À la fin des années soixante-dix, dans le sillage du philosophe Michel Foucault — Surveiller et punir (1975) —, de nombreux intellectuels instruisent vigoureusement le procès de l’enfermement. Pour ces derniers, il est avant tout une illustration où se manifestent les modalités d’un contrôle social généralisé et les techniques de normalisation des individus dans les sociétés dites développées. L’un des reproches majeurs qu’ils adressent à la prison est de constituer la délinquance en « milieu «, de transformer la détention en « école du crime « et en marquage social indélébile de la déviance. C’est dans cet esprit que s’est constitué en France, autour de Michel Foucault, le Groupe Intervention Prison (GIP) dont certains principes se retrouvent depuis au fondement de l’actuel Observatoire International des Prisons (OIP).

Soutenus par une actualité pénitentiaire singulièrement chargée (notamment le « Mai 68 des prisons «, grandes émeutes qui ont marqué le début des années soixante-dix), ces mouvements ont un impact considérable sur les travailleurs sociaux qui commencent à investir le milieu pénitentiaire, ainsi que sur les praticiens du champ psychiatrique. De manière significative, c’est de cette époque que date la recherche de peines alternatives à l’enfermement, mieux connues aujourd’hui sous le nom de « peines en milieu ouvert «. De même, pour répondre à une analyse affinée des niveaux de crimes et de délits et pour réformer « l’institution totale « telle qu’elle a été décrite par le sociologue américain Erving Goffman dans son enquête sur le milieu psychiatrique, Asiles (1961), les établissements carcéraux se spécialisent : les maisons d’arrêt abritent les prévenus et les détenus pour une peine inférieure à un an, tandis que les maisons centrales hébergent les prisonniers condamnés à une peine carcérale de plus d’un an.

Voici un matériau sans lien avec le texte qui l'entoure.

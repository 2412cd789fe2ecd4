//! Safety report model - incidents and hazards raised on site.

use serde::{Deserialize, Serialize};
use crate::id::{ProjectId, SafetyReportId, UserId};
use crate::Time;

/// A safety incident or hazard report.
#[derive(Debug, Clone, PartialEq, Serialize, Deserialize)]
#[serde(rename_all = "camelCase")]
pub struct SafetyReport {
    /// Unique identifier
    pub id: SafetyReportId,

    /// Project the report belongs to
    pub project_id: ProjectId,

    /// Who filed it
    pub reporter_id: UserId,

    /// Short title
    pub title: String,

    /// Full description
    pub description: String,

    /// How serious it is
    pub severity: Severity,

    /// Handling status
    pub status: ReportStatus,

    /// Where on site
    pub location: Option<String>,

    /// Photo URLs; uploads are handled elsewhere
    #[serde(default)]
    pub photos: Vec<String>,

    /// How it was resolved
    pub resolution: Option<String>,

    /// When it was resolved
    pub resolved_at: Option<Time>,

    /// When filed
    pub created_at: Time,

    /// Last updated
    pub updated_at: Time,
}

impl SafetyReport {
    /// File a new open report.
    pub fn new(
        project_id: ProjectId,
        reporter_id: UserId,
        title: impl Into<String>,
        description: impl Into<String>,
        severity: Severity,
    ) -> Self {
        let now = chrono::Utc::now();
        Self {
            id: SafetyReportId::new(),
            project_id,
            reporter_id,
            title: title.into(),
            description: description.into(),
            severity,
            status: ReportStatus::Open,
            location: None,
            photos: Vec::new(),
            resolution: None,
            resolved_at: None,
            created_at: now,
            updated_at: now,
        }
    }

    /// Critical and still being handled.
    pub fn is_critical_unresolved(&self) -> bool {
        self.severity == Severity::Critical && !self.status.is_closed()
    }
}

/// Report severity.
#[derive(Debug, Clone, Copy, PartialEq, Eq, Hash, PartialOrd, Ord, Serialize, Deserialize)]
#[serde(rename_all = "SCREAMING_SNAKE_CASE")]
pub enum Severity {
    Low,
    Medium,
    High,
    Critical,
}

/// Report handling status.
#[derive(Debug, Clone, Copy, PartialEq, Eq, Hash, Serialize, Deserialize)]
#[serde(rename_all = "SCREAMING_SNAKE_CASE")]
pub enum ReportStatus {
    Open,
    InProgress,
    Resolved,
    Closed,
}

impl ReportStatus {
    /// `Resolved` or `Closed`.
    pub fn is_closed(self) -> bool {
        matches!(self, ReportStatus::Resolved | ReportStatus::Closed)
    }
}

/// Filter for safety report listings. Unset fields match everything.
#[derive(Debug, Clone, Default, Serialize, Deserialize)]
#[serde(rename_all = "camelCase")]
pub struct SafetyReportFilter {
    /// Filter by status
    pub status: Option<ReportStatus>,

    /// Filter by severity
    pub severity: Option<Severity>,

    /// Filter by project
    pub project_id: Option<ProjectId>,
}

impl SafetyReportFilter {
    /// Whether `report` passes every set criterion.
    pub fn matches(&self, report: &SafetyReport) -> bool {
        self.status.map_or(true, |s| report.status == s)
            && self.severity.map_or(true, |s| report.severity == s)
            && self.project_id.map_or(true, |p| report.project_id == p)
    }
}

#[cfg(test)]
mod tests {
    use super::*;

    fn report(severity: Severity, status: ReportStatus) -> SafetyReport {
        let mut r = SafetyReport::new(ProjectId::new(), UserId::new(), "Loose rail", "Guard rail on level 3", severity);
        r.status = status;
        r
    }

    #[test]
    fn test_new_report_is_open() {
        let r = SafetyReport::new(ProjectId::new(), UserId::new(), "t", "d", Severity::Low);
        assert_eq!(r.status, ReportStatus::Open);
        assert!(r.photos.is_empty());
    }

    #[test]
    fn test_critical_unresolved() {
        assert!(report(Severity::Critical, ReportStatus::Open).is_critical_unresolved());
        assert!(report(Severity::Critical, ReportStatus::InProgress).is_critical_unresolved());
        assert!(!report(Severity::Critical, ReportStatus::Resolved).is_critical_unresolved());
        assert!(!report(Severity::Critical, ReportStatus::Closed).is_critical_unresolved());
        assert!(!report(Severity::High, ReportStatus::Open).is_critical_unresolved());
    }

    #[test]
    fn test_filter_combines_criteria() {
        let r = report(Severity::High, ReportStatus::Open);
        assert!(SafetyReportFilter::default().matches(&r));
        assert!(SafetyReportFilter {
            status: Some(ReportStatus::Open),
            severity: Some(Severity::High),
            project_id: Some(r.project_id),
        }
        .matches(&r));
        assert!(!SafetyReportFilter { severity: Some(Severity::Low), ..Default::default() }.matches(&r));
    }

    #[test]
    fn test_photos_default_when_missing() {
        let r = report(Severity::Low, ReportStatus::Open);
        let mut json = serde_json::to_value(&r).unwrap();
        json.as_object_mut().unwrap().remove("photos");
        let back: SafetyReport = serde_json::from_value(json).unwrap();
        assert!(back.photos.is_empty());
    }
}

Mais, paradoxalement, c’est au moment même où se développent les mesures de réparation, de médiation et de mises à l’épreuve en milieu ouvert — mesures qui visent à limiter le recours à l’enfermement jugé psychologiquement trop risqué —, que la durée des peines de prison tend à s’allonger, quand ce n’est pas leur nombre lui-même qui explose, comme aux États-Unis où la population pénitentiaire a connu un taux d’accroissement supérieur à 200 p. 100 en moins de vingt ans. De nombreuses démocraties connaissent des problèmes analogues, problèmes auxquels les États européens répondent par la création de prisons privées, comme en France avec le projet d’Albin Chalandon.

Aujourd’hui, à la différence du xixe siècle, on ne prête plus guère de propriétés rédemptrices à la peine : les utopies négatives de la correction, de l’expiation ou du rachat semblent avoir durablement déserté la scène. De la même manière, la psychiatrie asilaire songe moins à guérir qu’à adapter les comportements et à stériliser les délires. Mais, malgré cette révision à la baisse des ambitions et des justifications, l’enfermement dispose encore d’un long avenir car, comme le souligne l’article 3 de la Déclaration universelle des droits de l’homme de 1948, « tout individu a droit à la vie, à la liberté et à la sûreté de sa personne «.